ACKERMANN André, Nicolas

Par Pierre Vincent

Né le 14 mars 1922 à Nancy (Meurthe-et-Moselle), mort le 1er février 1995 à Mougins (Alpes-Maritimes) ; cadre SNCF ; résistant déporté ; président général de l’Association nationale des cheminots anciens combattants (ANCAC) de 1965 à 1977.

Élevé dans une famille alsacienne patriote, André Ackermann était le fils d’un boucher, engagé volontaire dans l’armée française en 1914. Domicilié à Rothau (Bas-Rhin), il quitta la ville le 15 février 1941 pour ne pas être incorporé dans la Wehrmacht.
André Ackermann rejoignit la zone libre, mais ne put s’engager, comme il l’aurait souhaité dans la France libre. Il fut incorporé dans les Chantiers de jeunesse du 5 novembre 1941 au 12 juin 1942. Puis il participa aux activités d’un groupe de sabotage dépendant de Résistance-Fer, du 16 juillet 1942 au 31 décembre 1942.

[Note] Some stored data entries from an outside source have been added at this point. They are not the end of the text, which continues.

//! # Motor module
//!
//! Provides the seam between the motion controllers and the physical motor
//! drivers. A `MotorBackend` opens individual `Motor` handles on ports, and a
//! `MotorGroup` gangs one or more of them so they are always commanded as a
//! single unit.

// ---------------------------------------------------------------------------
// MODULES
// ---------------------------------------------------------------------------

mod group;
mod telemetry;

// ---------------------------------------------------------------------------
// EXPORTS
// ---------------------------------------------------------------------------

pub use group::*;
pub use telemetry::*;

// ---------------------------------------------------------------------------
// IMPORTS
// ---------------------------------------------------------------------------

use serde::{Deserialize, Serialize};
use thiserror::Error;

// ---------------------------------------------------------------------------
// CONSTANTS
// ---------------------------------------------------------------------------

/// Largest voltage which can be commanded to a motor.
///
/// Units: millivolts
pub const MAX_VOLTAGE_MV: f64 = 12000.0;

/// Lowest valid smart port number.
pub const MIN_PORT: u8 = 1;

/// Highest valid smart port number.
pub const MAX_PORT: u8 = 21;

// ---------------------------------------------------------------------------
// ENUMERATIONS
// ---------------------------------------------------------------------------

/// The internal gear cartridge of a motor.
#[derive(Clone, Copy, Debug, PartialEq, Eq, Serialize, Deserialize)]
#[serde(rename_all = "lowercase")]
pub enum Gearset {
    /// 36:1, torque cartridge
    Red,
    /// 18:1, standard cartridge
    Green,
    /// 6:1, speed cartridge
    Blue
}

/// Configuration errors detected while building a motor group.
///
/// These are always fatal, the robot must not run with a partially built
/// group.
#[derive(Debug, Error, PartialEq)]
pub enum ConfigError {
    #[error("A motor group must contain at least one motor")]
    EmptyGroup,

    #[error(
        "Motor group has {num_ports} ports but {num_flags} reversal flags, \
        there must be exactly one flag per port"
    )]
    ReversalMismatch {
        num_ports: usize,
        num_flags: usize
    },

    #[error("Port {0} is outside the valid range 1-21")]
    PortOutOfRange(u8),

    #[error("Port {0} is already in use by another motor")]
    PortInUse(u8)
}

// ---------------------------------------------------------------------------
// TRAITS
// ---------------------------------------------------------------------------

/// A single physical motor.
///
/// All values are in the motor's own direction, reversal is applied by the
/// owning `MotorGroup`.
pub trait Motor: Send {
    /// The smart port the motor is plugged into.
    fn port(&self) -> u8;

    /// Open loop voltage command, bypassing the motor's velocity controller.
    ///
    /// Units: millivolts
    fn set_voltage(&mut self, voltage_mv: f64);

    /// Closed loop velocity command handled by the motor's own controller.
    ///
    /// Units: rpm
    fn set_velocity(&mut self, velocity_rpm: f64);

    /// Encoder position relative to the last tare.
    ///
    /// Units: degrees
    fn position_deg(&self) -> f64;

    /// Measured velocity.
    ///
    /// Units: rpm
    fn velocity_rpm(&self) -> f64;

    /// Velocity the motor's controller is driving toward, zero in voltage
    /// mode.
    ///
    /// Units: rpm
    fn target_velocity_rpm(&self) -> f64;

    /// Units: degrees celsius
    fn temperature_c(&self) -> f64;

    /// Units: newton meters
    fn torque_nm(&self) -> f64;

    /// Reset the encoder reference so the current shaft angle reads zero.
    fn tare_position(&mut self);
}

/// Something which can hand out motors, the hardware driver or a simulation.
pub trait MotorBackend {
    /// Open the motor on the given port.
    ///
    /// A backend shall never open the same port twice, returning
    /// `ConfigError::PortInUse` instead.
    fn open(&mut self, port: u8, gearset: Gearset)
        -> Result<Box<dyn Motor>, ConfigError>;

    /// Give up a port so it can be opened again.
    ///
    /// Any handle still held for the port must no longer be used.
    fn release(&mut self, port: u8);
}

// ---------------------------------------------------------------------------
// IMPLEMENTATIONS
// ---------------------------------------------------------------------------

impl Gearset {
    /// Rated free speed of the cartridge.
    ///
    /// Units: rpm
    pub fn max_rpm(&self) -> f64 {
        match self {
            Gearset::Red => 100.0,
            Gearset::Green => 200.0,
            Gearset::Blue => 600.0
        }
    }
}

impl Default for Gearset {
    fn default() -> Self {
        Gearset::Green
    }
}

/// Check a port number is one the brain actually has.
pub fn check_port(port: u8) -> Result<(), ConfigError> {
    if (MIN_PORT..=MAX_PORT).contains(&port) {
        Ok(())
    }
    else {
        Err(ConfigError::PortOutOfRange(port))
    }
}
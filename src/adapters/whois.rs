use crate::adapters::http::error_body;
use crate::domain::model::DomainRecord;
use crate::domain::ports::DomainLookup;
use crate::utils::error::{Result, TrustError};
use async_trait::async_trait;
use reqwest::Client;
use serde::Deserialize;
use url::Url;

pub const DEFAULT_WHOIS_ENDPOINT: &str = "https://www.whoisxmlapi.com/whoisserver/WhoisService";

#[derive(Debug, Deserialize)]
struct WhoisResponse {
    #[serde(rename = "WhoisRecord")]
    whois_record: Option<WhoisRecord>,
}

#[derive(Debug, Deserialize)]
#[serde(rename_all = "camelCase")]
struct WhoisRecord {
    created_date: Option<String>,
    registry_data: Option<RegistryData>,
}

#[derive(Debug, Deserialize)]
#[serde(rename_all = "camelCase")]
struct RegistryData {
    created_date: Option<String>,
}

/// WhoisXML API lookup.
#[derive(Debug, Clone)]
pub struct WhoisXmlClient {
    client: Client,
    endpoint: String,
    api_key: Option<String>,
}

impl WhoisXmlClient {
    pub fn new(client: Client, endpoint: impl Into<String>, api_key: Option<String>) -> Self {
        Self {
            client,
            endpoint: endpoint.into(),
            api_key,
        }
    }

    fn request_url(&self, api_key: &str, domain: &str) -> Result<Url> {
        Url::parse_with_params(
            &self.endpoint,
            &[
                ("apiKey", api_key),
                ("domainName", domain),
                ("outputFormat", "JSON"),
            ],
        )
        .map_err(|e| TrustError::InvalidConfigValueError {
            field: "whois_endpoint".to_string(),
            value: self.endpoint.clone(),
            reason: e.to_string(),
        })
    }
}

#[async_trait]
impl DomainLookup for WhoisXmlClient {
    async fn lookup(&self, domain: &str) -> Result<DomainRecord> {
        let api_key = self
            .api_key
            .as_deref()
            .ok_or_else(|| TrustError::MissingConfigError {
                field: "WHOIS_API_KEY".to_string(),
            })?;

        let url = self.request_url(api_key, domain)?;
        tracing::debug!("WHOIS lookup for {}", domain);
        let response = self.client.get(url).send().await?;

        let status = response.status();
        if !status.is_success() {
            return Err(TrustError::UpstreamError {
                service: "whois",
                status: status.as_u16(),
                message: error_body(response).await,
            });
        }

        let body: WhoisResponse = response.json().await?;
        let created_date = body.whois_record.and_then(|record| {
            record
                .created_date
                .or_else(|| record.registry_data.and_then(|data| data.created_date))
        });

        Ok(DomainRecord { created_date })
    }
}

#[cfg(test)]
mod tests {
    use super::*;
    use httpmock::prelude::*;
    use tokio_test::{assert_err, assert_ok};

    fn client(server: &MockServer, api_key: Option<&str>) -> WhoisXmlClient {
        WhoisXmlClient::new(
            Client::new(),
            server.url("/whoisserver/WhoisService"),
            api_key.map(str::to_string),
        )
    }

    #[tokio::test]
    async fn test_lookup_reads_created_date() {
        let server = MockServer::start();
        let mock = server.mock(|when, then| {
            when.method(GET)
                .path("/whoisserver/WhoisService")
                .query_param("apiKey", "whois-key")
                .query_param("domainName", "example.com")
                .query_param("outputFormat", "JSON");
            then.status(200).json_body(serde_json::json!({
                "WhoisRecord": {"createdDate": "1995-08-14T04:00:00Z"}
            }));
        });

        let record = assert_ok!(client(&server, Some("whois-key")).lookup("example.com").await);

        mock.assert();
        assert_eq!(record.created_date.as_deref(), Some("1995-08-14T04:00:00Z"));
    }

    #[tokio::test]
    async fn test_lookup_falls_back_to_registry_data() {
        let server = MockServer::start();
        server.mock(|when, then| {
            when.method(GET).path("/whoisserver/WhoisService");
            then.status(200).json_body(serde_json::json!({
                "WhoisRecord": {"registryData": {"createdDate": "2001-01-01T00:00:00Z"}}
            }));
        });

        let record = assert_ok!(client(&server, Some("k")).lookup("example.org").await);
        assert_eq!(record.created_date.as_deref(), Some("2001-01-01T00:00:00Z"));
    }

    #[tokio::test]
    async fn test_lookup_without_record_has_no_date() {
        let server = MockServer::start();
        server.mock(|when, then| {
            when.method(GET).path("/whoisserver/WhoisService");
            then.status(200).json_body(serde_json::json!({
                "ErrorMessage": {"msg": "quota exceeded"}
            }));
        });

        let record = assert_ok!(client(&server, Some("k")).lookup("example.org").await);
        assert_eq!(record.created_date, None);
    }

    #[tokio::test]
    async fn test_lookup_error_status() {
        let server = MockServer::start();
        server.mock(|when, then| {
            when.method(GET).path("/whoisserver/WhoisService");
            then.status(503).body("maintenance");
        });

        let err = assert_err!(client(&server, Some("k")).lookup("example.org").await);
        assert!(matches!(err, TrustError::UpstreamError { status: 503, .. }));
    }

    #[tokio::test]
    async fn test_lookup_without_key_makes_no_request() {
        let server = MockServer::start();
        let mock = server.mock(|when, then| {
            when.method(GET).path("/whoisserver/WhoisService");
            then.status(200);
        });

        let err = assert_err!(client(&server, None).lookup("example.org").await);
        assert!(matches!(err, TrustError::MissingConfigError { .. }));
        mock.assert_hits(0);
    }
}
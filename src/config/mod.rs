pub mod toml_config;

use crate::adapters::openai::{DEFAULT_OPENAI_BASE_URL, DEFAULT_OPENAI_MODEL};
use crate::adapters::supabase::DEFAULT_REPORTS_TABLE;
use crate::adapters::whois::DEFAULT_WHOIS_ENDPOINT;
use crate::core::ConfigProvider;
use crate::utils::error::Result;
#[cfg(feature = "cli")]
use crate::utils::validation::validate_required_field;
use crate::utils::validation::{
    validate_non_empty_string, validate_range, validate_url, warn_if_missing, Validate,
};

pub const DEFAULT_PORT: u16 = 3000;
pub const DEFAULT_TIMEOUT_SECONDS: u64 = 30;
pub const MAX_TIMEOUT_SECONDS: u64 = 300;

#[cfg(feature = "cli")]
#[derive(Debug, Clone, clap::Parser)]
#[command(name = "trustmona")]
#[command(about = "Scam-risk scoring relay for links and messages")]
pub struct CliConfig {
    #[arg(long, help = "Load settings from a TOML file instead of flags/env")]
    pub config: Option<std::path::PathBuf>,

    #[arg(long, env = "PORT", default_value_t = DEFAULT_PORT)]
    pub port: u16,

    #[arg(long, env = "OPENAI_API_KEY", hide_env_values = true)]
    pub openai_api_key: Option<String>,

    #[arg(long, env = "OPENAI_BASE_URL", default_value = DEFAULT_OPENAI_BASE_URL)]
    pub openai_base_url: String,

    #[arg(long, env = "OPENAI_MODEL", default_value = DEFAULT_OPENAI_MODEL)]
    pub openai_model: String,

    #[arg(long, env = "WHOIS_API_KEY", hide_env_values = true)]
    pub whois_api_key: Option<String>,

    #[arg(long, env = "WHOIS_ENDPOINT", default_value = DEFAULT_WHOIS_ENDPOINT)]
    pub whois_endpoint: String,

    #[arg(long, env = "SUPABASE_URL")]
    pub supabase_url: Option<String>,

    #[arg(long, env = "SUPABASE_ANON_KEY", hide_env_values = true)]
    pub supabase_anon_key: Option<String>,

    #[arg(long, env = "SUPABASE_TABLE", default_value = DEFAULT_REPORTS_TABLE)]
    pub supabase_table: String,

    #[arg(long, env = "REQUEST_TIMEOUT_SECONDS", default_value_t = DEFAULT_TIMEOUT_SECONDS)]
    pub request_timeout_seconds: u64,

    #[arg(long, help = "Enable verbose output")]
    pub verbose: bool,

    #[arg(long, env = "LOG_JSON", help = "Emit logs as JSON lines")]
    pub json_logs: bool,
}

#[cfg(feature = "cli")]
impl ConfigProvider for CliConfig {
    fn port(&self) -> u16 {
        self.port
    }

    fn openai_api_key(&self) -> Option<&str> {
        self.openai_api_key.as_deref()
    }

    fn openai_base_url(&self) -> &str {
        &self.openai_base_url
    }

    fn openai_model(&self) -> &str {
        &self.openai_model
    }

    fn whois_api_key(&self) -> Option<&str> {
        self.whois_api_key.as_deref()
    }

    fn whois_endpoint(&self) -> &str {
        &self.whois_endpoint
    }

    fn supabase_url(&self) -> &str {
        self.supabase_url.as_deref().unwrap_or_default()
    }

    fn supabase_key(&self) -> Option<&str> {
        self.supabase_anon_key.as_deref()
    }

    fn supabase_table(&self) -> &str {
        &self.supabase_table
    }

    fn request_timeout_seconds(&self) -> u64 {
        self.request_timeout_seconds
    }
}

#[cfg(feature = "cli")]
impl Validate for CliConfig {
    fn validate(&self) -> Result<()> {
        validate_required_field("SUPABASE_URL", &self.supabase_url)?;
        validate_provider(self)
    }
}

/// Checks shared by every configuration source.
pub fn validate_provider(config: &dyn ConfigProvider) -> Result<()> {
    validate_range("port", config.port(), 1, u16::MAX)?;
    validate_url("openai_base_url", config.openai_base_url())?;
    validate_non_empty_string("openai_model", config.openai_model())?;
    validate_url("whois_endpoint", config.whois_endpoint())?;
    validate_url("supabase_url", config.supabase_url())?;
    validate_non_empty_string("supabase_table", config.supabase_table())?;
    validate_range(
        "request_timeout_seconds",
        config.request_timeout_seconds(),
        1,
        MAX_TIMEOUT_SECONDS,
    )?;

    warn_if_missing("OPENAI_API_KEY", config.openai_api_key());
    warn_if_missing("WHOIS_API_KEY", config.whois_api_key());
    warn_if_missing("SUPABASE_ANON_KEY", config.supabase_key());

    tracing::info!("✅ Configuration validation passed");
    Ok(())
}
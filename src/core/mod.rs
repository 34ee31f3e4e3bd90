pub mod aggregator;
pub mod formatter;
pub mod normalizer;
pub mod prompts;
pub mod scanner;

pub use crate::domain::model::{
    DomainAgeSignal, DomainRecord, FeedbackReport, ProviderSignal, RiskLevel, ScanKind,
    ScanRequest, ScanResult, StatusLabel,
};
pub use crate::domain::ports::{ConfigProvider, DomainLookup, ModelInference, ReportStore};
pub use crate::utils::error::Result;
use serde::{Deserialize, Serialize};
use serde_json::Value;

/// Which endpoint a scan came in through. Selects the fallback score and
/// whether domain age takes part in aggregation.
#[derive(Debug, Clone, Copy, PartialEq, Eq)]
pub enum ScanKind {
    Url,
    Text,
}

#[derive(Debug, Clone, PartialEq, Eq)]
pub enum ScanRequest {
    Url { url: String },
    Text { message: String },
}

#[derive(Debug, Clone, Copy, PartialEq, Eq, Serialize, Deserialize)]
#[serde(rename_all = "lowercase")]
pub enum RiskLevel {
    Low,
    Medium,
    High,
}

impl RiskLevel {
    pub fn as_str(&self) -> &'static str {
        match self {
            RiskLevel::Low => "low",
            RiskLevel::Medium => "medium",
            RiskLevel::High => "high",
        }
    }
}

/// Verdict returned by the model-inference collaborator, after normalization.
#[derive(Debug, Clone, PartialEq, Eq)]
pub struct ProviderSignal {
    pub risk_level: RiskLevel,
    pub risk_score: u8,
    pub reasons: Vec<String>,
}

#[derive(Debug, Clone, Copy, PartialEq)]
pub struct DomainAgeSignal {
    pub age_years: Option<f64>,
}

/// Raw registration record as far as scoring cares about it.
#[derive(Debug, Clone, Default, PartialEq, Eq)]
pub struct DomainRecord {
    pub created_date: Option<String>,
}

#[derive(Debug, Clone, Copy, PartialEq, Eq, Serialize)]
#[serde(rename_all = "kebab-case")]
pub enum StatusLabel {
    HighRisk,
    MediumRisk,
    LowRisk,
}

impl StatusLabel {
    pub fn from_trust_score(score: u8) -> Self {
        if score < 40 {
            StatusLabel::HighRisk
        } else if score < 70 {
            StatusLabel::MediumRisk
        } else {
            StatusLabel::LowRisk
        }
    }

    /// Human-facing label with its severity glyph.
    pub fn display(&self) -> &'static str {
        match self {
            StatusLabel::HighRisk => "🚨 High Scam Risk",
            StatusLabel::MediumRisk => "⚠️ Medium Risk",
            StatusLabel::LowRisk => "✅ Low Risk",
        }
    }
}

#[derive(Debug, Clone, PartialEq, Eq)]
pub struct ScanResult {
    pub trust_score: u8,
    pub status_label: StatusLabel,
    pub risk_level: RiskLevel,
    pub reasons: Vec<String>,
    pub domain: Option<String>,
}

/// User feedback on a scan, as persisted by the report store.
///
/// Field values are kept as the client sent them; the reports table decides
/// what it accepts.
#[derive(Debug, Clone, PartialEq, Serialize, Deserialize)]
#[serde(rename_all = "camelCase")]
pub struct FeedbackReport {
    pub url: Value,
    #[serde(skip_serializing_if = "Option::is_none")]
    pub mona_score: Option<Value>,
    #[serde(skip_serializing_if = "Option::is_none")]
    pub ai_risk_level: Option<Value>,
    pub user_vote: Value,
    #[serde(skip_serializing_if = "Option::is_none")]
    pub comment: Option<Value>,
}

#[cfg(test)]
mod tests {
    use super::*;

    #[test]
    fn test_status_label_boundaries() {
        assert_eq!(StatusLabel::from_trust_score(0), StatusLabel::HighRisk);
        assert_eq!(StatusLabel::from_trust_score(39), StatusLabel::HighRisk);
        assert_eq!(StatusLabel::from_trust_score(40), StatusLabel::MediumRisk);
        assert_eq!(StatusLabel::from_trust_score(69), StatusLabel::MediumRisk);
        assert_eq!(StatusLabel::from_trust_score(70), StatusLabel::LowRisk);
        assert_eq!(StatusLabel::from_trust_score(100), StatusLabel::LowRisk);
    }

    #[test]
    fn test_status_label_serializes_kebab_case() {
        let json = serde_json::to_string(&StatusLabel::MediumRisk).unwrap();
        assert_eq!(json, "\"medium-risk\"");
    }

    #[test]
    fn test_feedback_report_uses_camel_case_keys() {
        let report = FeedbackReport {
            url: Value::from("https://example.com"),
            mona_score: Some(Value::from(72.5)),
            ai_risk_level: Some(Value::from("low")),
            user_vote: Value::from("safe"),
            comment: None,
        };
        let value = serde_json::to_value(&report).unwrap();
        assert_eq!(value["monaScore"], 72.5);
        assert_eq!(value["aiRiskLevel"], "low");
        assert_eq!(value["userVote"], "safe");
        assert!(value.get("comment").is_none());
    }
}
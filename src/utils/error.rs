use thiserror::Error;

#[derive(Error, Debug)]
pub enum TrustError {
    #[error("API request failed: {0}")]
    ApiError(#[from] reqwest::Error),

    #[error("IO error: {0}")]
    IoError(#[from] std::io::Error),

    #[error("Serialization error: {0}")]
    SerializationError(#[from] serde_json::Error),

    #[error("Configuration validation failed for '{field}': {message}")]
    ConfigValidationError { field: String, message: String },

    #[error("Invalid value '{value}' for '{field}': {reason}")]
    InvalidConfigValueError {
        field: String,
        value: String,
        reason: String,
    },

    #[error("Missing required configuration: {field}")]
    MissingConfigError { field: String },

    #[error("{service} responded with status {status}: {message}")]
    UpstreamError {
        service: &'static str,
        status: u16,
        message: String,
    },

    #[error("Persistence error: {message}")]
    PersistenceError { message: String },
}

#[derive(Debug, Clone, Copy, PartialEq, Eq)]
pub enum ErrorCategory {
    Configuration,
    Network,
    Upstream,
    Persistence,
    Data,
    System,
}

#[derive(Debug, Clone, Copy, PartialEq, Eq, PartialOrd, Ord)]
pub enum ErrorSeverity {
    Low,
    Medium,
    High,
    Critical,
}

impl TrustError {
    pub fn category(&self) -> ErrorCategory {
        match self {
            TrustError::ApiError(_) => ErrorCategory::Network,
            TrustError::UpstreamError { .. } => ErrorCategory::Upstream,
            TrustError::PersistenceError { .. } => ErrorCategory::Persistence,
            TrustError::IoError(_) => ErrorCategory::System,
            TrustError::SerializationError(_) => ErrorCategory::Data,
            TrustError::ConfigValidationError { .. }
            | TrustError::InvalidConfigValueError { .. }
            | TrustError::MissingConfigError { .. } => ErrorCategory::Configuration,
        }
    }

    pub fn severity(&self) -> ErrorSeverity {
        match self.category() {
            ErrorCategory::Data => ErrorSeverity::Low,
            ErrorCategory::Network | ErrorCategory::Upstream => ErrorSeverity::Medium,
            ErrorCategory::Persistence | ErrorCategory::Configuration => ErrorSeverity::High,
            ErrorCategory::System => ErrorSeverity::Critical,
        }
    }

    pub fn recovery_suggestion(&self) -> &'static str {
        match self.category() {
            ErrorCategory::Configuration => {
                "Check the command-line flags, environment variables, or the TOML config file"
            }
            ErrorCategory::Network => "Check network connectivity to the upstream service",
            ErrorCategory::Upstream => "Check the upstream API key and quota",
            ErrorCategory::Persistence => "Check SUPABASE_URL, SUPABASE_ANON_KEY and the table name",
            ErrorCategory::Data => "Check the request payload",
            ErrorCategory::System => "Check file permissions and that the port is free",
        }
    }

    pub fn user_friendly_message(&self) -> String {
        match self {
            TrustError::MissingConfigError { field } => {
                format!("Missing required setting '{}'", field)
            }
            TrustError::InvalidConfigValueError { field, reason, .. } => {
                format!("Setting '{}' is invalid: {}", field, reason)
            }
            TrustError::ConfigValidationError { field, message } => {
                format!("Setting '{}' is invalid: {}", field, message)
            }
            other => other.to_string(),
        }
    }
}

pub type Result<T> = std::result::Result<T, TrustError>;

#[cfg(test)]
mod tests {
    use super::*;

    #[test]
    fn test_config_errors_are_high_severity() {
        let err = TrustError::MissingConfigError {
            field: "supabase_url".to_string(),
        };
        assert_eq!(err.category(), ErrorCategory::Configuration);
        assert_eq!(err.severity(), ErrorSeverity::High);
        assert_eq!(
            err.user_friendly_message(),
            "Missing required setting 'supabase_url'"
        );
    }

    #[test]
    fn test_upstream_error_display() {
        let err = TrustError::UpstreamError {
            service: "whois",
            status: 503,
            message: "unavailable".to_string(),
        };
        assert_eq!(err.to_string(), "whois responded with status 503: unavailable");
        assert_eq!(err.severity(), ErrorSeverity::Medium);
    }
}
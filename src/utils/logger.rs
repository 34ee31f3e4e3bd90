use tracing_subscriber::{layer::SubscriberExt, util::SubscriberInitExt, EnvFilter};

fn filter(verbose: bool) -> EnvFilter {
    let default = if verbose {
        "trustmona=debug,tower_http=debug,info"
    } else {
        "trustmona=info"
    };
    EnvFilter::try_from_default_env().unwrap_or_else(|_| EnvFilter::new(default))
}

pub fn init_logger(verbose: bool, json: bool) {
    let registry = tracing_subscriber::registry().with(filter(verbose));

    if json {
        registry
            .with(
                tracing_subscriber::fmt::layer()
                    .with_target(false)
                    .with_thread_ids(false)
                    .with_file(false)
                    .with_line_number(false)
                    .json(),
            )
            .init();
    } else {
        registry
            .with(
                tracing_subscriber::fmt::layer()
                    .with_target(false)
                    .with_thread_ids(false)
                    .with_file(false)
                    .with_line_number(false)
                    .compact(),
            )
            .init();
    }
}
use crate::domain::model::{ScanKind, ScanResult, StatusLabel};
use serde::Serialize;

pub const BRAND: &str = "TrustMona";
pub const POWERED_BY: &str = "TrustMona AI";
pub const MESSAGE_SCAN_TYPE: &str = "message_scan";

/// Public JSON shape shared by `/scan` and `/scan-text`.
#[derive(Debug, Clone, PartialEq, Serialize)]
#[serde(rename_all = "camelCase")]
pub struct ScanResponse {
    pub brand: &'static str,
    #[serde(skip_serializing_if = "Option::is_none")]
    pub domain: Option<String>,
    pub status: &'static str,
    pub status_label: StatusLabel,
    pub mona_score: u8,
    pub ai_risk_level: &'static str,
    pub reasons: Vec<String>,
    #[serde(rename = "type", skip_serializing_if = "Option::is_none")]
    pub scan_type: Option<&'static str>,
    pub powered_by: &'static str,
}

pub fn format_response(result: ScanResult, kind: ScanKind) -> ScanResponse {
    let (domain, scan_type) = match kind {
        ScanKind::Url => (result.domain, None),
        ScanKind::Text => (None, Some(MESSAGE_SCAN_TYPE)),
    };

    ScanResponse {
        brand: BRAND,
        domain,
        status: result.status_label.display(),
        status_label: result.status_label,
        mona_score: result.trust_score,
        ai_risk_level: result.risk_level.as_str(),
        reasons: result.reasons,
        scan_type,
        powered_by: POWERED_BY,
    }
}
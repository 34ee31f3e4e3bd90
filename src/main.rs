use clap::Parser;
use trustmona::core::ConfigProvider;
use trustmona::utils::error::{ErrorSeverity, TrustError};
use trustmona::utils::{logger, validation::Validate};
use trustmona::{CliConfig, TomlConfig};

fn exit_with(e: &TrustError) -> ! {
    tracing::error!(
        "❌ Startup failed: {} (Category: {:?}, Severity: {:?})",
        e,
        e.category(),
        e.severity()
    );
    eprintln!("❌ {}", e.user_friendly_message());
    eprintln!("💡 Suggestion: {}", e.recovery_suggestion());

    let exit_code = match e.severity() {
        ErrorSeverity::Low | ErrorSeverity::High => 1,
        ErrorSeverity::Medium => 2,
        ErrorSeverity::Critical => 3,
    };
    std::process::exit(exit_code);
}

#[tokio::main]
async fn main() -> anyhow::Result<()> {
    let cli = CliConfig::parse();

    // A config file replaces flag/env settings wholesale.
    let file_config = match &cli.config {
        Some(path) => match TomlConfig::from_file(path) {
            Ok(config) => Some(config),
            Err(e) => {
                eprintln!("❌ Could not load {}: {}", path.display(), e);
                std::process::exit(1);
            }
        },
        None => None,
    };

    let verbose = cli.verbose || file_config.as_ref().is_some_and(TomlConfig::verbose);
    let json_logs = cli.json_logs || file_config.as_ref().is_some_and(TomlConfig::json_logs);
    logger::init_logger(verbose, json_logs);

    tracing::info!("Starting TrustMona");

    let validation = match &file_config {
        Some(config) => config.validate(),
        None => cli.validate(),
    };
    if let Err(e) = validation {
        exit_with(&e);
    }

    let config: &dyn ConfigProvider = match &file_config {
        Some(config) => config,
        None => &cli,
    };
    tracing::debug!(
        "Model {} at {}, reports table {}, timeout {}s",
        config.openai_model(),
        config.openai_base_url(),
        config.supabase_table(),
        config.request_timeout_seconds()
    );

    trustmona::run_with_config(config).await
}
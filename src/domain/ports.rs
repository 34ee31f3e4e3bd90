use crate::domain::model::{DomainRecord, FeedbackReport};
use crate::utils::error::Result;
use async_trait::async_trait;

/// Domain-registration lookup (WHOIS). Treated as untrusted and optional.
#[async_trait]
pub trait DomainLookup: Send + Sync {
    async fn lookup(&self, domain: &str) -> Result<DomainRecord>;
}

/// Text-completion model. Returns the raw completion text, unparsed.
#[async_trait]
pub trait ModelInference: Send + Sync {
    async fn complete(&self, prompt: &str) -> Result<String>;
}

/// Write-only store for user feedback.
#[async_trait]
pub trait ReportStore: Send + Sync {
    /// Inserts one report and returns whatever rows the store echoes back.
    async fn insert(&self, report: &FeedbackReport) -> Result<serde_json::Value>;
}

pub trait ConfigProvider: Send + Sync {
    fn port(&self) -> u16;
    fn openai_api_key(&self) -> Option<&str>;
    fn openai_base_url(&self) -> &str;
    fn openai_model(&self) -> &str;
    fn whois_api_key(&self) -> Option<&str>;
    fn whois_endpoint(&self) -> &str;
    fn supabase_url(&self) -> &str;
    fn supabase_key(&self) -> Option<&str>;
    fn supabase_table(&self) -> &str;
    fn request_timeout_seconds(&self) -> u64;
}
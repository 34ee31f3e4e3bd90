// Adapters layer: concrete clients for the external collaborators behind the domain ports.

pub mod http;
pub mod openai;
pub mod supabase;
pub mod whois;

pub use openai::OpenAiClient;
pub use supabase::SupabaseReportStore;
pub use whois::WhoisXmlClient;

Recherché par la Gestapo, il entra au maquis du Lubéron (Basses-Alpes). Fait prisonnier le 15 avril 1943, il fut interné, puis déporté au camp de Fossano dans le Piémont. Avec six camarades, il réussit à s’évader le 11 novembre 1943. Grâce à des complicités italiennes, il put rejoindre la France. Il devint alors chef de compagnie des maquis Gard-Lozère et organisa de nombreuses opérations de sabotage. À la tête de son unité, comme lieutenant des Forces françaises de l’intérieur (FFI), il participa à la libération des villes d’Alès (Gard), Nîmes (Gard) et Lyon (Rhône), où il fut blessé. Il rejoignit ensuite la colonne Fabien jusqu’au passage du Rhin.

De retour à la vie civile et à l’activité professionnelle, il poursuivit son engagement syndical dans la CGT. Il terminera son activité à la SNCF comme inspecteur honoraire le 15 mars 1977.

Dès 1945, il adhéra et milita à l’Association nationale des cheminots anciens combattants (ANCAC). Il devint membre de son conseil national en 1957, de son bureau national en 1959 et en 1961 prit la charge de secrétaire général. De 1965 à 1977, il fut président général de l’ANCAC. Son autorité morale, jointe à son esprit d’ouverture, furent de précieux atouts pour renforcer l’organisation et l’ouvrir sur le monde extérieur.

Officier de la Légion d’honneur, décoré de la croix de guerre avec palme, André Ackermann était également titulaire de nombreuses décorations étrangères.

Marié en juillet 1945 à Bollène (Vaucluse) avec Marie Souliers, divorcé, André Ackermann se remaria en décembre 1959 à Paris (XIe arr.) avec Blandine Barbier. André Ackermann était père d’une fille, Sylvie. En 2001, son épouse publia un ouvrage posthume de son mari intitulé Mes Amelhens. Terre d’espérance, suite de récits vécus dans la France occupée.

Pour citer cet article :
http://maitron-en-ligne.univ-paris1.fr/spip.php?article9663, notice ACKERMANN André, Nicolas par Pierre Vincent, version mise en ligne le 10 octobre 2008, dernière modification le 10 février 2018.

Par Pierre Vincent

ŒUVRE : Mes Amelhens. Terre d’espérance (diffusé par l’ANCAC).

SOURCES : Arch. Fédération CGT des cheminots. — L’Appel au cheminot ancien combattant, journal de l’ANCAC. — État civil.